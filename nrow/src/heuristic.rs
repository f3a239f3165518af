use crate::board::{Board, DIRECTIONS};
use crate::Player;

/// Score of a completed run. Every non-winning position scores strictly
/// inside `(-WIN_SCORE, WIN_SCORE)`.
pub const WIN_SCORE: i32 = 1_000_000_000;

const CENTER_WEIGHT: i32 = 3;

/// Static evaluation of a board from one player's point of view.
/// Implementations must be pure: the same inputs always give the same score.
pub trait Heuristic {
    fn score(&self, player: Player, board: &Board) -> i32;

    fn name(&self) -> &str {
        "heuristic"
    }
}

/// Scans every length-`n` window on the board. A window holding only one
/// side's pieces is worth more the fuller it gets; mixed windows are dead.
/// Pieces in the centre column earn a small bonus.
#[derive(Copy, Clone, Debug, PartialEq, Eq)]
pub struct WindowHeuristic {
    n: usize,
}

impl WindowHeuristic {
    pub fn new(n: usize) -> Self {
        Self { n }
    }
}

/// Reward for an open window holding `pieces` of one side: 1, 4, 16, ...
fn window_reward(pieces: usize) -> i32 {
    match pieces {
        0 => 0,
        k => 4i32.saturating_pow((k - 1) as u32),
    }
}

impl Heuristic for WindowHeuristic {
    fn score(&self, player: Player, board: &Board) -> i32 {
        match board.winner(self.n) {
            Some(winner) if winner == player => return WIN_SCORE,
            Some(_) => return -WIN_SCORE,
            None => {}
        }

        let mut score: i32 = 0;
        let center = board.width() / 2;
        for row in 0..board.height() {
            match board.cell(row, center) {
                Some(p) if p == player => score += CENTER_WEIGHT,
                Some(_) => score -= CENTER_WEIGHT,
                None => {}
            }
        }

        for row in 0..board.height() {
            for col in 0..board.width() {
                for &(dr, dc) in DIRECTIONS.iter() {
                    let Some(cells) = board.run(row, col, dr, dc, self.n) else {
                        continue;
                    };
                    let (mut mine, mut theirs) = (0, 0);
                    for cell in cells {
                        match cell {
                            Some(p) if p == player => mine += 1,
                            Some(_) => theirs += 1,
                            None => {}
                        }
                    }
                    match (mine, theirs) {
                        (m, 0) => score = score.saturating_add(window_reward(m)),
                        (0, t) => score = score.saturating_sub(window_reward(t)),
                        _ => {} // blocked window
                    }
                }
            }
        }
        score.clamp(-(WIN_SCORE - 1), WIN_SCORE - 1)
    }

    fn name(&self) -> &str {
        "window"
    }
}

[WHAT YOU NEED TO DO]
None of the records may be omitted or altered when they are given again.

[REPLY]
filename nrow/src/heuristic.rs
repository f3a239f3165518af
use crate::board::{Board, DIRECTIONS};
use crate::Player;

/// Score of a completed run. Every non-winning position scores strictly
/// inside `(-WIN_SCORE, WIN_SCORE)`.
pub const WIN_SCORE: i32 = 1_000_000_000;

const CENTER_WEIGHT: i32 = 3;

/// Static evaluation of a board from one player's point of view.
/// Implementations must be pure: the same inputs always give the same score.
pub trait Heuristic {
    fn score(&self, player: Player, board: &Board) -> i32;

    fn name(&self) -> &str {
        "heuristic"
    }
}

/// Scans every length-`n` window on the board. A window holding only one
/// side's pieces is worth more the fuller it gets; mixed windows are dead.
/// Pieces in the centre column earn a small bonus.
#[derive(Copy, Clone, Debug, PartialEq, Eq)]
pub struct WindowHeuristic {
    n: usize,
}

impl WindowHeuristic {
    pub fn new(n: usize) -> Self {
        Self { n }
    }
}

/// Reward for an open window holding `pieces` of one side: 1, 4, 16, ...
fn window_reward(pieces: usize) -> i32 {
    match pieces {
        0 => 0,
        k => 4i32.saturating_pow((k - 1) as u32),
    }
}

impl Heuristic for WindowHeuristic {
    fn score(&self, player: Player, board: &Board) -> i32 {
        match board.winner(self.n) {
            Some(winner) if winner == player => return WIN_SCORE,
            Some(_) => return -WIN_SCORE,
            None => {}
        }

        let mut score: i32 = 0;
        let center = board.width() / 2;
        for row in 0..board.height() {
            match board.cell(row, center) {
                Some(p) if p == player => score += CENTER_WEIGHT,
                Some(_) => score -= CENTER_WEIGHT,
                None => {}
            }
        }

        for row in 0..board.height() {
            for col in 0..board.width() {
                for &(dr, dc) in DIRECTIONS.iter() {
                    let Some(cells) = board.run(row, col, dr, dc, self.n) else {
                        continue;
                    };
                    let (mut mine, mut theirs) = (0, 0);
                    for cell in cells {
                        match cell {
                            Some(p) if p == player => mine += 1,
                            Some(_) => theirs += 1,
                            None => {}
                        }
                    }
                    match (mine, theirs) {
                        (m, 0) => score = score.saturating_add(window_reward(m)),
                        (0, t) => score = score.saturating_sub(window_reward(t)),
                        _ => {} // blocked window
                    }
                }
            }
        }
        score.clamp(-(WIN_SCORE - 1), WIN_SCORE - 1)
    }

    fn name(&self) -> &str {
        "window"
    }
}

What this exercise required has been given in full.